Stored items
#####
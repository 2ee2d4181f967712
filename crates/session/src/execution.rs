//! Executions and their region bindings
//!
//! An [`Execution`] holds one optional [`RegionBinding`] per model region.
//! Binding is only possible before commit; once the dispatch layer assigns an
//! execution id the bindings are frozen until the set is regenerated.
//!
//! ```text
//!   Empty ──bind──► Bound ──commit──► Committed
//!     ▲               │ ▲                 │
//!     │               └─┘ bind            │
//!     └───────────── generate ◄───────────┘
//! ```

use nerve_core::ExecutionId;
use nerve_memory::{Buffer, NativeDescriptor};
use std::sync::Arc;

/// Snapshot of the buffer bound to a region.
#[derive(Debug, Clone)]
pub struct RegionBinding {
    /// Buffer address at bind time
    pub address: u64,
    /// Buffer native handle
    pub descriptor: NativeDescriptor,
    /// Buffer size
    pub size: usize,
    /// Buffer offset in its backing memory
    pub offset: usize,
    buffer: Arc<Buffer>,
}

impl RegionBinding {
    /// Snapshot `buffer`.
    pub fn new(buffer: &Arc<Buffer>) -> Self {
        RegionBinding {
            address: buffer.address(),
            descriptor: buffer.descriptor(),
            size: buffer.size(),
            offset: buffer.offset(),
            buffer: Arc::clone(buffer),
        }
    }

    /// The bound buffer.
    pub fn buffer(&self) -> &Arc<Buffer> {
        &self.buffer
    }
}

/// Lifecycle state of an execution.
#[derive(Debug, Clone, Copy, PartialEq, Eq)]
pub enum ExecutionState {
    /// No region bound
    Empty,
    /// At least one region bound, not committed
    Bound,
    /// Committed to the dispatch layer
    Committed,
}

/// One bindable instance of a model.
#[derive(Debug, Clone)]
pub struct Execution {
    bindings: Vec<Option<RegionBinding>>,
    execution_id: ExecutionId,
    committing: bool,
    committed: bool,
}

impl Execution {
    /// Fresh execution over `region_count` regions.
    pub fn new(region_count: usize) -> Self {
        Execution {
            bindings: vec![None; region_count],
            execution_id: ExecutionId::UNASSIGNED,
            committing: false,
            committed: false,
        }
    }

    /// Number of regions in the layout.
    pub fn region_count(&self) -> usize {
        self.bindings.len()
    }

    /// Binding for `region_index`, if bound.
    pub fn binding(&self, region_index: usize) -> Option<&RegionBinding> {
        self.bindings.get(region_index).and_then(|b| b.as_ref())
    }

    /// All binding slots, indexed by region.
    pub fn bindings(&self) -> &[Option<RegionBinding>] {
        &self.bindings
    }

    /// Number of regions with a binding.
    pub fn bound_count(&self) -> usize {
        self.bindings.iter().filter(|b| b.is_some()).count()
    }

    /// Assigned execution id, or [`ExecutionId::UNASSIGNED`].
    pub fn execution_id(&self) -> ExecutionId {
        self.execution_id
    }

    /// Whether the execution has been committed.
    pub fn is_committed(&self) -> bool {
        self.committed
    }

    /// Whether a commit has verified the bindings and not yet finished.
    ///
    /// Bindings of a frozen execution cannot change.
    pub fn is_frozen(&self) -> bool {
        self.committing
    }

    /// Current lifecycle state.
    pub fn state(&self) -> ExecutionState {
        if self.committed {
            ExecutionState::Committed
        } else if self.bound_count() > 0 {
            ExecutionState::Bound
        } else {
            ExecutionState::Empty
        }
    }

    pub(crate) fn bind(&mut self, region_index: usize, binding: RegionBinding) {
        self.bindings[region_index] = Some(binding);
        self.execution_id = ExecutionId::UNASSIGNED;
    }

    pub(crate) fn unbind(&mut self, region_index: usize) {
        if let Some(slot) = self.bindings.get_mut(region_index) {
            *slot = None;
        }
    }

    pub(crate) fn freeze(&mut self) {
        self.committing = true;
    }

    pub(crate) fn thaw(&mut self) {
        self.committing = false;
    }

    pub(crate) fn assign(&mut self, id: ExecutionId) {
        self.execution_id = id;
        self.committing = false;
        self.committed = true;
    }
}

/// The executions generated for one model.
#[derive(Debug, Clone)]
pub struct ExecutionSet {
    executions: Vec<Execution>,
}

impl ExecutionSet {
    /// `count` fresh executions over `region_count` regions.
    pub fn new(count: usize, region_count: usize) -> Self {
        ExecutionSet {
            executions: (0..count).map(|_| Execution::new(region_count)).collect(),
        }
    }

    /// Number of executions.
    pub fn len(&self) -> usize {
        self.executions.len()
    }

    /// Whether the set is empty.
    pub fn is_empty(&self) -> bool {
        self.executions.is_empty()
    }

    /// Execution at `session_id`.
    pub fn get(&self, session_id: usize) -> Option<&Execution> {
        self.executions.get(session_id)
    }

    pub(crate) fn get_mut(&mut self, session_id: usize) -> Option<&mut Execution> {
        self.executions.get_mut(session_id)
    }
}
#####
*WHAT NEEDS TO BE DONE*
Check each line of the entries above for the string "dispatch", and return those that contain it.

*YOUR SOLUTION*
//! Binding is only possible before commit; once the dispatch layer assigns an
    /// Committed to the dispatch layer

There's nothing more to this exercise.